The Com­mittee for Financial Super­vision CFT concluded in its half-year report that the finances of the public entity Saba are, once more, in or­der. The very limited finan­cial leeway is a challenge for Saba.

The CFT report cover­ing July to December 2019 was completed in February 2020 and sent to the Sec­ond Chamber of the Dutch Parliament by State Secre­tary of Home Affairs and Kingdom Relations Ray­mond Knops this week.

The report focuses on Bo­naire and Saba, as St. Eu­statius has been exempted from financial supervision since the Dutch govern­ment in February 2018 im­posed higher supervision on the public entity for gross negligence. The CFT does remain involved in Statia’s financial develop­ments.

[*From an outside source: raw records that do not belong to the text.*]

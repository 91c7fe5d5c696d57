//! Configuration types for the deployer.

use crate::serde_helpers::{deserialize_chain_id_map, serialize_chain_id_map};
use deployer_types::{ChainId, ConstructorLayout, ModuleCatalogue, ModuleSpec};
use serde::{Deserialize, Serialize};
use std::collections::HashMap;
use std::path::PathBuf;
use std::time::Duration;

const GWEI: u128 = 1_000_000_000;

/// Complete deployer configuration
#[derive(Debug, Clone, Default, Deserialize, Serialize)]
#[serde(default)]
pub struct DeployerConfig {
	pub deployer: DeployerSettings,
	pub storage: StorageConfig,
	pub rpc: RpcConfig,
	/// Per-chain endpoint settings, keyed by chain id
	#[serde(
		deserialize_with = "deserialize_chain_id_map",
		serialize_with = "serialize_chain_id_map"
	)]
	pub chains: HashMap<ChainId, ChainConfig>,
	pub fees: FeeConfig,
	pub gas: GasConfig,
	pub deployment: DeploymentConfig,
	pub verification: VerificationConfig,
	/// Additional or overriding module catalogue entries, keyed by module type
	pub modules: HashMap<String, ModuleConfig>,
}

impl DeployerConfig {
	/// Built-in catalogue extended with the configured modules.
	pub fn module_catalogue(&self) -> ModuleCatalogue {
		self.modules
			.iter()
			.fold(ModuleCatalogue::builtin(), |catalogue, (module_type, module)| {
				catalogue.with_spec(ModuleSpec::new(
					module_type.clone(),
					module.contract_name.clone(),
					module.layout,
				))
			})
	}
}

/// Deployer identity and logging
#[derive(Debug, Clone, Deserialize, Serialize)]
#[serde(default)]
pub struct DeployerSettings {
	pub name: String,
	pub log_level: String,
}

impl Default for DeployerSettings {
	fn default() -> Self {
		Self {
			name: "dle-deployer".to_string(),
			log_level: "info".to_string(),
		}
	}
}

#[derive(Debug, Clone, Copy, PartialEq, Eq, Deserialize, Serialize)]
#[serde(rename_all = "snake_case")]
pub enum StorageBackend {
	File,
	Memory,
}

/// Parameter store and report persistence
#[derive(Debug, Clone, Deserialize, Serialize)]
#[serde(default)]
pub struct StorageConfig {
	pub backend: StorageBackend,
	/// Root directory of the file backend
	pub path: PathBuf,
}

impl Default for StorageConfig {
	fn default() -> Self {
		Self {
			backend: StorageBackend::File,
			path: PathBuf::from("./data/deployer"),
		}
	}
}

/// RPC connection and retry settings
#[derive(Debug, Clone, Deserialize, Serialize)]
#[serde(default)]
pub struct RpcConfig {
	/// Probe attempts when opening a connection
	pub max_retries: u32,
	pub base_delay_ms: u64,
	pub max_delay_ms: u64,
	/// Timeout of a single connection probe
	pub connect_timeout_secs: u64,
	/// Timeout of a single read such as a nonce query
	pub read_timeout_secs: u64,
	pub connection_cache_ttl_secs: u64,
	/// Attempts for transient send failures
	pub send_max_retries: u32,
	/// Attempts for authoritative nonce reads
	pub nonce_max_retries: u32,
}

impl Default for RpcConfig {
	fn default() -> Self {
		Self {
			max_retries: 3,
			base_delay_ms: 1_000,
			max_delay_ms: 10_000,
			connect_timeout_secs: 30,
			read_timeout_secs: 10,
			connection_cache_ttl_secs: 60,
			send_max_retries: 3,
			nonce_max_retries: 3,
		}
	}
}

impl RpcConfig {
	pub fn base_delay(&self) -> Duration {
		Duration::from_millis(self.base_delay_ms)
	}

	pub fn max_delay(&self) -> Duration {
		Duration::from_millis(self.max_delay_ms)
	}

	pub fn connect_timeout(&self) -> Duration {
		Duration::from_secs(self.connect_timeout_secs)
	}

	pub fn read_timeout(&self) -> Duration {
		Duration::from_secs(self.read_timeout_secs)
	}

	pub fn connection_cache_ttl(&self) -> Duration {
		Duration::from_secs(self.connection_cache_ttl_secs)
	}
}

/// Chain-specific endpoint configuration
#[derive(Debug, Clone, Default, Deserialize, Serialize)]
#[serde(default)]
pub struct ChainConfig {
	/// Chain name for logging
	pub name: Option<String>,
	/// Preferred RPC endpoint
	pub rpc_url: Option<String>,
	/// Ordered fallbacks tried after the registry
	pub fallback_rpc_urls: Vec<String>,
}

/// Fee floors applied to every transaction
#[derive(Debug, Clone, Deserialize, Serialize)]
#[serde(default)]
pub struct FeeConfig {
	pub min_priority_fee_gwei: u64,
	pub min_max_fee_gwei: u64,
}

impl Default for FeeConfig {
	fn default() -> Self {
		Self {
			min_priority_fee_gwei: 1,
			min_max_fee_gwei: 20,
		}
	}
}

impl FeeConfig {
	pub fn min_priority_fee_wei(&self) -> u128 {
		self.min_priority_fee_gwei as u128 * GWEI
	}

	pub fn min_max_fee_wei(&self) -> u128 {
		self.min_max_fee_gwei as u128 * GWEI
	}
}

/// Gas limit bounds used when estimation fails
#[derive(Debug, Clone, Copy, PartialEq, Eq, Deserialize, Serialize)]
pub struct GasProfile {
	pub min: u64,
	pub max: u64,
	pub default: u64,
}

impl GasProfile {
	pub fn primary() -> Self {
		Self {
			min: 2_500_000,
			max: 5_000_000,
			default: 3_000_000,
		}
	}

	pub fn module() -> Self {
		Self {
			min: 500_000,
			max: 2_000_000,
			default: 1_000_000,
		}
	}

	pub fn clamp(&self, gas: u64) -> u64 {
		gas.clamp(self.min, self.max)
	}
}

#[derive(Debug, Clone, Deserialize, Serialize)]
#[serde(default)]
pub struct GasConfig {
	pub filler_gas_limit: u64,
	/// Filler gas used after a node reports intrinsic gas too low
	pub filler_gas_limit_escalated: u64,
	/// Safety margin added to gas estimates
	pub estimate_buffer_percent: u64,
	/// Balance kept aside when deriving a gas ceiling
	pub balance_reserve_wei: u64,
	pub primary: GasProfile,
	pub modules: GasProfile,
}

impl Default for GasConfig {
	fn default() -> Self {
		Self {
			filler_gas_limit: 21_000,
			filler_gas_limit_escalated: 50_000,
			estimate_buffer_percent: 20,
			balance_reserve_wei: 5_000_000_000_000_000,
			primary: GasProfile::primary(),
			modules: GasProfile::module(),
		}
	}
}

/// Deployment protocol timing
#[derive(Debug, Clone, Deserialize, Serialize)]
#[serde(default)]
pub struct DeploymentConfig {
	pub confirmations: u64,
	pub confirmation_timeout_secs: u64,
	/// Receipt waits per transaction before a confirmation timeout is final
	pub confirmation_rounds: u32,
	/// Total attempts for a creation transaction
	pub submit_attempts: u32,
	pub submit_retry_delay_ms: u64,
	/// Pause between the module wave and verification submission
	pub module_settle_delay_secs: u64,
	/// Age after which pending ledger entries are purged
	pub pending_tx_ttl_secs: u64,
}

impl Default for DeploymentConfig {
	fn default() -> Self {
		Self {
			confirmations: 2,
			confirmation_timeout_secs: 300,
			confirmation_rounds: 3,
			submit_attempts: 5,
			submit_retry_delay_ms: 2_000,
			module_settle_delay_secs: 30,
			pending_tx_ttl_secs: 300,
		}
	}
}

impl DeploymentConfig {
	pub fn confirmation_timeout(&self) -> Duration {
		Duration::from_secs(self.confirmation_timeout_secs)
	}

	pub fn submit_retry_delay(&self) -> Duration {
		Duration::from_millis(self.submit_retry_delay_ms)
	}

	pub fn module_settle_delay(&self) -> Duration {
		Duration::from_secs(self.module_settle_delay_secs)
	}

	pub fn pending_tx_ttl(&self) -> Duration {
		Duration::from_secs(self.pending_tx_ttl_secs)
	}
}

#[derive(Debug, Clone, Deserialize, Serialize)]
#[serde(default)]
pub struct VerificationConfig {
	pub enabled: bool,
	pub api_url: String,
	/// Used when the deployment parameters carry no key
	pub api_key: Option<String>,
	pub request_timeout_secs: u64,
}

impl Default for VerificationConfig {
	fn default() -> Self {
		Self {
			enabled: true,
			api_url: "https://api.etherscan.io/v2/api".to_string(),
			api_key: None,
			request_timeout_secs: 30,
		}
	}
}

/// Config-defined module catalogue entry
#[derive(Debug, Clone, Deserialize, Serialize)]
pub struct ModuleConfig {
	pub contract_name: String,
	#[serde(default = "default_layout")]
	pub layout: ConstructorLayout,
}

fn default_layout() -> ConstructorLayout {
	ConstructorLayout::Primary
}
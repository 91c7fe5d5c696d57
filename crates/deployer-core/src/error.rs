use alloy::primitives::Address;
use deployer_config::ConfigError;
use deployer_nonce::NonceError;
use deployer_rpc::RpcError;
use deployer_storage::StorageError;
use deployer_types::{ChainDeployState, ChainId, ModuleError, ParamsError};
use deployer_verification::VerificationError;
use thiserror::Error;

#[derive(Debug, Error)]
pub enum DeployError {
	#[error("Connection error on chain {chain_id}: {message}")]
	Connection { chain_id: ChainId, message: String },

	#[error("Nonce unavailable on chain {chain_id}: {message}")]
	NonceUnavailable { chain_id: ChainId, message: String },

	#[error("Nonce race on chain {chain_id}: expected {expected}, found {found}")]
	NonceRace {
		chain_id: ChainId,
		expected: u64,
		found: u64,
	},

	#[error("Alignment failed on chain {chain_id}: {message}")]
	Alignment { chain_id: ChainId, message: String },

	#[error("Address mismatch on chain {chain_id}: predicted {predicted}, receipt reported {actual:?}")]
	AddressMismatch {
		chain_id: ChainId,
		predicted: Address,
		actual: Option<Address>,
	},

	#[error("Insufficient funds on chain {chain_id}: {message}")]
	InsufficientFunds { chain_id: ChainId, message: String },

	#[error("Cross-chain address divergence: {addresses:?}")]
	CrossChainDivergence { addresses: Vec<Address> },

	#[error("RPC error on chain {chain_id}: {source}")]
	Rpc { chain_id: ChainId, source: RpcError },

	#[error("Aborted on chain {chain_id}: {reason}")]
	Aborted { chain_id: ChainId, reason: String },

	#[error("Invalid state transition on chain {chain_id} from {from} to {to}")]
	Lifecycle {
		chain_id: ChainId,
		from: ChainDeployState,
		to: ChainDeployState,
	},

	#[error("Configuration error: {0}")]
	Configuration(String),

	#[error("Storage error: {0}")]
	Storage(#[from] StorageError),

	#[error("No connections: {0}")]
	NoConnections(String),

	#[error("Verification error: {0}")]
	Verification(#[from] VerificationError),
}

impl DeployError {
	/// Attributes an RPC failure to `chain_id`, lifting the classes the
	/// protocol treats specially.
	pub fn rpc(chain_id: ChainId, error: RpcError) -> Self {
		match error {
			RpcError::Connection(message) => Self::Connection { chain_id, message },
			RpcError::InsufficientFunds(message) => Self::InsufficientFunds { chain_id, message },
			source => Self::Rpc { chain_id, source },
		}
	}

	pub fn chain_id(&self) -> Option<ChainId> {
		match self {
			Self::Connection { chain_id, .. }
			| Self::NonceUnavailable { chain_id, .. }
			| Self::NonceRace { chain_id, .. }
			| Self::Alignment { chain_id, .. }
			| Self::AddressMismatch { chain_id, .. }
			| Self::InsufficientFunds { chain_id, .. }
			| Self::Rpc { chain_id, .. }
			| Self::Aborted { chain_id, .. }
			| Self::Lifecycle { chain_id, .. } => Some(*chain_id),
			_ => None,
		}
	}

	/// Errors that stop the whole run.
	pub fn is_fatal(&self) -> bool {
		matches!(self, Self::AddressMismatch { .. })
	}
}

impl From<NonceError> for DeployError {
	fn from(error: NonceError) -> Self {
		match error {
			NonceError::Unavailable {
				chain_id, reason, ..
			} => Self::NonceUnavailable {
				chain_id,
				message: reason,
			},
		}
	}
}

impl From<ParamsError> for DeployError {
	fn from(error: ParamsError) -> Self {
		Self::Configuration(format!("Invalid deployment parameters: {}", error))
	}
}

impl From<ModuleError> for DeployError {
	fn from(error: ModuleError) -> Self {
		Self::Configuration(error.to_string())
	}
}

impl From<ConfigError> for DeployError {
	fn from(error: ConfigError) -> Self {
		Self::Configuration(error.to_string())
	}
}

#[cfg(test)]
mod tests {
	use super::*;

	#[test]
	fn test_rpc_attribution() {
		let err = DeployError::rpc(5, RpcError::InsufficientFunds("low".into()));
		assert!(matches!(err, DeployError::InsufficientFunds { chain_id: 5, .. }));

		let err = DeployError::rpc(5, RpcError::Connection("ECONNRESET".into()));
		assert!(matches!(err, DeployError::Connection { chain_id: 5, .. }));

		let err = DeployError::rpc(7, RpcError::Timeout("slow".into()));
		assert_eq!(err.chain_id(), Some(7));
		assert!(err.to_string().contains("Timeout"));
	}

	#[test]
	fn test_only_address_mismatch_is_fatal() {
		let mismatch = DeployError::AddressMismatch {
			chain_id: 1,
			predicted: Address::repeat_byte(1),
			actual: Some(Address::repeat_byte(2)),
		};
		assert!(mismatch.is_fatal());
		assert!(!DeployError::NonceRace {
			chain_id: 1,
			expected: 3,
			found: 4
		}
		.is_fatal());
	}

	#[test]
	fn test_nonce_error_conversion() {
		let err: DeployError = NonceError::Unavailable {
			address: Address::ZERO,
			chain_id: 9,
			reason: "RPC timeout".into(),
		}
		.into();
		assert!(matches!(err, DeployError::NonceUnavailable { chain_id: 9, .. }));
	}
}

Saba scored well in all aspects. Financial reports, budgets and annual ac­counts were all delivered on time in 2019. The 2018 annual account received a certified accountant’s dec­laration for both accuracy and legitimacy, for the fifth time in a row.

The 2018 annual account showed a surplus of US $0.8 million. In 2018, Saba was careful with the execution of projects for which the Netherlands provided sub­sidies later on in the year. The execution of these projects, including the So­lar Park at the airport, was continued in 2019.

According to the CFT, the 2019 budget was balanced at $23 million. The third execution report showed $19.3 million in revenues (including the free remit­tance, special allowances, subsidies and taxes) and $17.5 million in expendi­tures, which means that there was a positive balance of $1.8 million.

The 2020 draft budget was submitted and approved on time, before the end of 2019. The 2020 budget is balanced and shows a rev­enue and expenditure level of $12.4 million. The CFT acknowledged that it was a challenge for the public en­tity Saba to balance its bud­get. The higher structural cost without an increased free allowance makes its fi­nancial manoeuvring room extremely tight.

As a result, Saba had to decrease certain budgetary items such as “unforeseen”, which was lowered from $100,000 in 2019 to $22,000 in 2020. The CFT has ad­vised the public entity to allocate a possible surplus of 2019 to the 2020 budget.

“Saba has indicated that the increase of struc­tural tasks, which are not matched by higher structur­al means, can create risks for future budget years. Saba has indicated that to­gether with the Ministry of Home Affairs and King­dom Relations BZK, it will seek measures to mitigate risks regarding the sustain-ability of the budget,” the CFT stated.

The CFT concluded that Saba’s financial manage­ment is in order, as it has been for a number of years already. The certified ac­countant’s report for five years in a row says it all. Together with the accoun­tant, Saba is executing a number of projects to bring financial management to a higher level.

The financial management projects include the draft­ing of new procedures and directives, the describing of responsibilities and the actualisation of the existing internal control plan. Also, Saba is busy implementing a number of the accoun­tant’s recommendations.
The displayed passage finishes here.